Real Property Foundations 8 - Property Recording Systems and Adverse Possession
Recording System for Property
Conveyancing Recap
- The conveyancing process involves two steps:
- Contract
- Closing
Recording
- After closing, the buyer receives a deed indicating ownership.
- Recording is the process of making property rights public.
- Any instrument related to land can be recorded (e.g., contract, mortgage, deed).
- Recording puts the document on public record, making others aware of your rights.
Purpose of Recording
- Recording helps resolve competing claims by providing notice of existing claims.
- It informs others that a property has already been claimed.
Recording Acts
- Recording acts are statutes that determine who wins in property disputes involving competing claims.
- Three types of recording acts:
- Race acts
- Notice acts
- Race-notice acts
Scenario
- Seller Aesop conveys land to Hare, then conveys the same land to Tortoise.

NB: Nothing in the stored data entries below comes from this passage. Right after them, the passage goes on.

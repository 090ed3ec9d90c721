//! Device capability and finger status bitsets

use std::fmt;

bitflags::bitflags! {
    /// Static capabilities advertised by a device.
    ///
    /// Fixed when the device is constructed.
    #[derive(Debug, Clone, Copy, PartialEq, Eq, Hash)]
    pub struct DeviceFeature: u32 {
        /// Raw image capture
        const CAPTURE = 1 << 0;
        /// Match against a gallery of prints
        const IDENTIFY = 1 << 1;
        /// Match against a single print
        const VERIFY = 1 << 2;
        /// Prints are stored on the device
        const STORAGE = 1 << 3;
        const STORAGE_LIST = 1 << 4;
        const STORAGE_DELETE = 1 << 5;
        const STORAGE_CLEAR = 1 << 6;
        /// Enrollment rejects prints that already exist
        const DUPLICATES_CHECK = 1 << 7;
        /// Enrollment can extend an existing print
        const UPDATE_PRINT = 1 << 9;
    }
}

bitflags::bitflags! {
    /// Whether the driver waits for a finger and whether one is on the sensor.
    ///
    /// `PRESENT` is only meaningful together with `NEEDED`.
    #[derive(Debug, Clone, Copy, PartialEq, Eq, Hash, Default)]
    pub struct FingerStatusFlags: u8 {
        /// The driver is waiting for a finger
        const NEEDED = 1 << 0;
        /// A finger is currently detected
        const PRESENT = 1 << 1;
    }
}

impl FingerStatusFlags {
    /// No finger needed, none present
    pub const NONE: Self = Self::empty();

    /// Check the NEEDED/PRESENT invariant
    pub fn is_consistent(self) -> bool {
        !self.contains(Self::PRESENT) || self.contains(Self::NEEDED)
    }
}

impl fmt::Display for FingerStatusFlags {
    fn fmt(&self, f: &mut fmt::Formatter<'_>) -> fmt::Result {
        if self.is_empty() {
            return write!(f, "NONE");
        }
        bitflags::parser::to_writer(self, f)
    }
}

- The question is: Who owns the land, Hare or Tortoise?
- Common law rule: First in time, first in right (i.e., whoever receives the land first wins).
- Recording acts modify this rule to protect subsequent purchasers.
Race Jurisdiction
- Under a race statute, whoever records first wins.
- Example: Hare records before Tortoise; Hare owns the land.
Notice Jurisdiction
- Under a notice statute, a subsequent purchaser without notice of a prior conveyance wins if the prior grantee failed to record.
- Example: Hare doesn't record; Tortoise has no knowledge of the conveyance to hare; Tortoise wins, regardless of whether Tortoise records or not.
Race-Notice Jurisdiction
- Under a race-notice statute, a subsequent purchaser without notice of the prior conveyance wins if they record first.
- Example: Hare doesn't record; Tortoise has no notice of the conveyance to Hare, and Tortoise records first; Tortoise wins.
Bona Fide Purchaser (BFP)
Recording acts protect only bona fide purchasers (BFPs).
Requirements to be a BFP:
- Must be a purchaser for value (i.e., bought the property, not received as a gift or inheritance).
- Must have no notice of the prior conveyance (i.e., unaware that the property was already conveyed to someone else).
- A BFP is a purchaser for value with no prior notice.
Adverse Possession
- An alternative method to gain title without a deed.
- Involves possessing land for a statutory period of time.
- Based on the principle of "use it or lose it."
Elements of Adverse Possession
- Possession must be continuous.
- Regular use of the type an owner might make.
- Intermittent use does not qualify.
- Possession must be open and notorious.
- Obvious enough to put the owner on notice that a trespass is occurring.
- Use that is not obvious or use the possessor tries to hide does not qualify.
- Possession must be actual and exclusive.
- The possessor must actually be occupying the land without sharing it with the true owner or the public.
- Possession must be hostile.
- Entered without the owner's permission.
- The possessor's state of mind is irrelevant.
Example
- A neighbor grazes alpacas on David's vacant land.
- If all elements are met for the statutory period, the neighbor can gain title through adverse possession.
Requirements Recap
- The possession has to be continuous, open and notorious, actual and exclusive, and hostile.